Memorandum submitted by Play England
SUMMARY
1. Play England's concerns in relationship to
Ofsted inspection divides roughly into two discreet areas: where
play settings find themselves subject to Ofsted inspection and
their experience of this; and play provision within schools.
2. Staffed play provision: Play England is concerned
that where Ofsted inspectors are inspecting staffed play provision,
there is a lack of inspectors with specialist knowledge or training
about play and playwork, and this is leading to inconsistent and
inappropriate judgements being made by some inspectors due to
misunderstandings about the nature of the provision being provided.
We therefore recommend that Ofsted inspectors of staffed play
provision should attend mandatory training on play and playwork.

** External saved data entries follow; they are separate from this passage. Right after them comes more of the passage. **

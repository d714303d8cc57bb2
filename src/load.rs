//! Input loading: profile document, template, and contact secrets.
//!
//! Email and phone are supplied through the environment so they never live in
//! the data file. Both must be present and non-blank or nothing is built.

use crate::config::SiteConfig;
use crate::types::{Document, DocumentSource};
use std::fs;
use std::path::{Path, PathBuf};
use thiserror::Error;

pub const EMAIL_VAR: &str = "PII_EMAIL";
pub const PHONE_VAR: &str = "PII_PHONE";

#[derive(Error, Debug)]
pub enum LoadError {
    #[error("missing required environment variable(s): {}", .0.join(", "))]
    MissingSecrets(Vec<&'static str>),
    #[error("failed to read {path}: {source}")]
    Read {
        path: PathBuf,
        #[source]
        source: std::io::Error,
    },
    #[error("invalid profile document {path}: {source}")]
    Document {
        path: PathBuf,
        #[source]
        source: serde_json::Error,
    },
}

/// Contact values that must not come from the data document.
#[derive(Debug, Clone, PartialEq)]
pub struct Secrets {
    pub email: String,
    pub phone: String,
}

impl Secrets {
    /// Read `PII_EMAIL` and `PII_PHONE` from the process environment.
    pub fn from_env() -> Result<Self, LoadError> {
        Self::from_lookup(|key| std::env::var(key).ok())
    }

    /// Resolve secrets through an arbitrary lookup. Blank values count as
    /// missing; every missing key is reported at once.
    pub fn from_lookup<F>(lookup: F) -> Result<Self, LoadError>
    where
        F: Fn(&str) -> Option<String>,
    {
        let fetch = |key: &str| lookup(key).filter(|v| !v.trim().is_empty());
        match (fetch(EMAIL_VAR), fetch(PHONE_VAR)) {
            (Some(email), Some(phone)) => Ok(Self { email, phone }),
            (email, phone) => {
                let mut missing = Vec::new();
                if email.is_none() {
                    missing.push(EMAIL_VAR);
                }
                if phone.is_none() {
                    missing.push(PHONE_VAR);
                }
                Err(LoadError::MissingSecrets(missing))
            }
        }
    }
}

/// Everything a build needs, read fully into memory.
#[derive(Debug)]
pub struct Inputs {
    pub document: Document,
    pub template: String,
}

fn read(path: &Path) -> Result<String, LoadError> {
    fs::read_to_string(path).map_err(|source| LoadError::Read {
        path: path.to_path_buf(),
        source,
    })
}

/// Parse the JSON profile document at `path`.
pub fn load_document_source(path: &Path) -> Result<DocumentSource, LoadError> {
    let content = read(path)?;
    serde_json::from_str(&content).map_err(|source| LoadError::Document {
        path: path.to_path_buf(),
        source,
    })
}

/// Load the document and template named by `config` from `source_dir` and
/// merge in `secrets`.
///
/// Secrets are taken as an argument so the caller can fail on them before any
/// file is opened.
pub fn load_inputs(
    source_dir: &Path,
    config: &SiteConfig,
    secrets: Secrets,
) -> Result<Inputs, LoadError> {
    let data_path = source_dir.join(&config.data);
    let source = load_document_source(&data_path)?;
    log::debug!(
        "loaded {} with {} section(s)",
        data_path.display(),
        source.sections.len()
    );
    let template = read(&source_dir.join(&config.template))?;
    Ok(Inputs {
        document: Document::finalize(source, secrets),
        template,
    })
}
use std::process::Command;

/// Run git and return trimmed stdout, or `None` outside a repository.
fn git(args: &[&str]) -> Option<String> {
    let out = Command::new("git").args(args).output().ok()?;
    out.status
        .success()
        .then(|| String::from_utf8_lossy(&out.stdout).trim().to_string())
}

fn main() {
    println!("cargo:rerun-if-changed=.git/HEAD");
    println!("cargo:rerun-if-changed=.git/refs/");

    let hash = git(&["rev-parse", "--short", "HEAD"]).unwrap_or_default();
    let on_tag = git(&["describe", "--exact-match", "--tags", "HEAD"]).is_some();

    println!("cargo:rustc-env=GIT_HASH={hash}");
    println!("cargo:rustc-env=ON_RELEASE_TAG={on_tag}");
}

3. Play in schools: Play England welcomes the
recent emphasis in inspection on all of the Every Child Matters
outcomes and the recognition that these in turn have an essential
role in raising standards, increasing attendance and ensuring
children's well-being. Play is an example of where improvements
to non-academic provision can have great benefits across the school.
We recommend that inspection criteria should continue to take
account of non-academic factors.
4. Insofar as the performance of local authorities
and their partners across the whole area is to be monitored for
improvements, Play England also advocates that the recent moves
to ensure that provision for play and informal recreation for
children and young people is included within such inspection,
should be maintained.
5. There is a lack of understanding amongst
school inspectors of play of the role and importance of play activities
within school life and in contributing to the wellbeing of children
and their wider outcomes. This can lead to inspectors recommending
the removal of good play offers within schools, due to for example
unfounded health and safety fears. We recommend that training
for inspectors should include an understanding of children's play
and how it can contribute to school improvement, as well as improved
training on health and safety and how it applies to schools.
BACKGROUND
6. Play England is the national charity to promote
children's right to play. We aim for all children and young people
in England to have regular access and opportunity for free, inclusive,
local play provision and play space. We provide advice and support
to promote good practice, and work to ensure that the importance
of play is recognised by policy makers, planners and the public.
Play England is part of the National Children's Bureau and also
supports their submission.
7. Play is an essential part of childhood. Children
enjoy playing and it is how they spend much of their free time.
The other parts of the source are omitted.